▸ Exercise inputs
BEGIN
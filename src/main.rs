use clap::Parser;
use std::str::FromStr;
use tracing_subscriber::EnvFilter;
use urgelog::application::{init::init, journal, ConfigService};
use urgelog::cli::{format_entry, format_entry_list, Cli, Commands};
use urgelog::domain::Locale;
use urgelog::error::UrgelogError;
use urgelog::infrastructure::config::resolve_home;
use urgelog::infrastructure::storage::is_primary_available;
use urgelog::infrastructure::PrimaryStore;

#[tokio::main]
async fn main() {
    let cli = Cli::parse();

    init_logging(cli.verbose);

    match run(cli).await {
        Ok(_) => std::process::exit(0),
        Err(e) => {
            tracing::debug!(error = ?e, "Command failed");
            eprintln!("Error: {}", e.display_with_suggestions());
            std::process::exit(e.exit_code());
        }
    }
}

/// Logs go to stderr. `URGELOG_LOG` takes the usual filter syntax; without
/// it only warnings are shown, or debug output with `--verbose`.
fn init_logging(verbose: bool) {
    let default_level = if verbose { "urgelog=debug" } else { "urgelog=warn" };
    let filter = EnvFilter::try_from_env("URGELOG_LOG")
        .unwrap_or_else(|_| EnvFilter::new(default_level));

    tracing_subscriber::fmt()
        .with_env_filter(filter)
        .with_target(false)
        .with_writer(std::io::stderr)
        .init();
}

async fn run(cli: Cli) -> Result<(), UrgelogError> {
    let home = resolve_home(cli.home)?;

    match cli.command {
        Commands::Init { locale, sync_dir } => {
            let locale = Locale::from_str(&locale).map_err(UrgelogError::Config)?;
            let config = init(&home, locale, sync_dir)?;

            println!("Initialized urgelog journal at {}", home.display());
            println!("Locale: {}", config.locale);
            if let Some(dir) = &config.sync_dir {
                println!("Synced folder: {}", dir.display());
            }
            Ok(())
        }
        Commands::Add { fields } => {
            let repo = journal::open(&home)?;
            let entry = repo.create_entry(&fields.into_draft()).await?;
            println!("Saved {} {}  ({})", entry.emoji, entry.title, entry.id);
            Ok(())
        }
        Commands::List { limit, json } => {
            let repo = journal::open(&home)?;
            let mut entries = repo.list_entries().await;
            if let Some(limit) = limit {
                entries.truncate(limit);
            }

            if json {
                println!("{}", serde_json::to_string_pretty(&entries)?);
            } else {
                print!("{}", format_entry_list(&entries));
                if entries.is_empty() {
                    println!();
                }
            }
            Ok(())
        }
        Commands::Show { id, json } => {
            let repo = journal::open(&home)?;
            let entry = repo
                .get_entry(&id)
                .await
                .ok_or_else(|| UrgelogError::EntryNotFound(id.clone()))?;

            if json {
                println!("{}", serde_json::to_string_pretty(&entry)?);
            } else {
                print!("{}", format_entry(&entry));
            }
            Ok(())
        }
        Commands::Edit { id, fields } => {
            let patch = fields.into_patch();
            if patch.is_empty() {
                return Err(UrgelogError::InvalidInput(
                    "Nothing to change. Pass at least one field, e.g. --thoughts".to_string(),
                ));
            }

            let repo = journal::open(&home)?;
            match repo.update_entry(&id, &patch).await? {
                Some(entry) => {
                    println!("Updated {} {}  ({})", entry.emoji, entry.title, entry.id);
                    Ok(())
                }
                None => Err(UrgelogError::EntryNotFound(id)),
            }
        }
        Commands::Delete { id } => {
            let repo = journal::open(&home)?;
            if repo.delete_entry(&id).await? {
                println!("Deleted {}", id);
            } else {
                println!("No entry with id {}", id);
            }
            Ok(())
        }
        Commands::Backend => {
            let repo = journal::open(&home)?;
            let primary = repo.backend().primary();

            println!("active = {}", repo.active_backend());
            println!(
                "primary_available = {}",
                is_primary_available(primary)
            );
            println!(
                "host_version = {}",
                primary.host_version().unwrap_or_else(|| "none".to_string())
            );
            Ok(())
        }
        Commands::Config { key, value, list } => {
            let service = ConfigService::new(home);

            if list {
                let config = service.list()?;
                println!("locale = {}", config.locale);
                println!(
                    "sync_dir = {}",
                    config
                        .sync_dir
                        .map(|dir| dir.display().to_string())
                        .unwrap_or_default()
                );
                println!("max_value_len = {}", config.max_value_len);
                Ok(())
            } else if let Some(k) = key {
                if let Some(v) = value {
                    service.set(&k, &v)?;
                    println!("Set {} = {}", k, v);
                    Ok(())
                } else {
                    let val = service.get(&k)?;
                    println!("{}", val);
                    Ok(())
                }
            } else {
                println!("Usage: urgelog config [--list | <key> [<value>]]");
                println!("Valid keys: locale, sync_dir, max_value_len");
                Ok(())
            }
        }
    }
}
END
▸ To do
Copy out each line of the listing that holds the string "Some".

▸ Reply to the task
            if let Some(dir) = &config.sync_dir {
            if let Some(limit) = limit {
                Some(entry) => {
            } else if let Some(k) = key {
                if let Some(v) = value {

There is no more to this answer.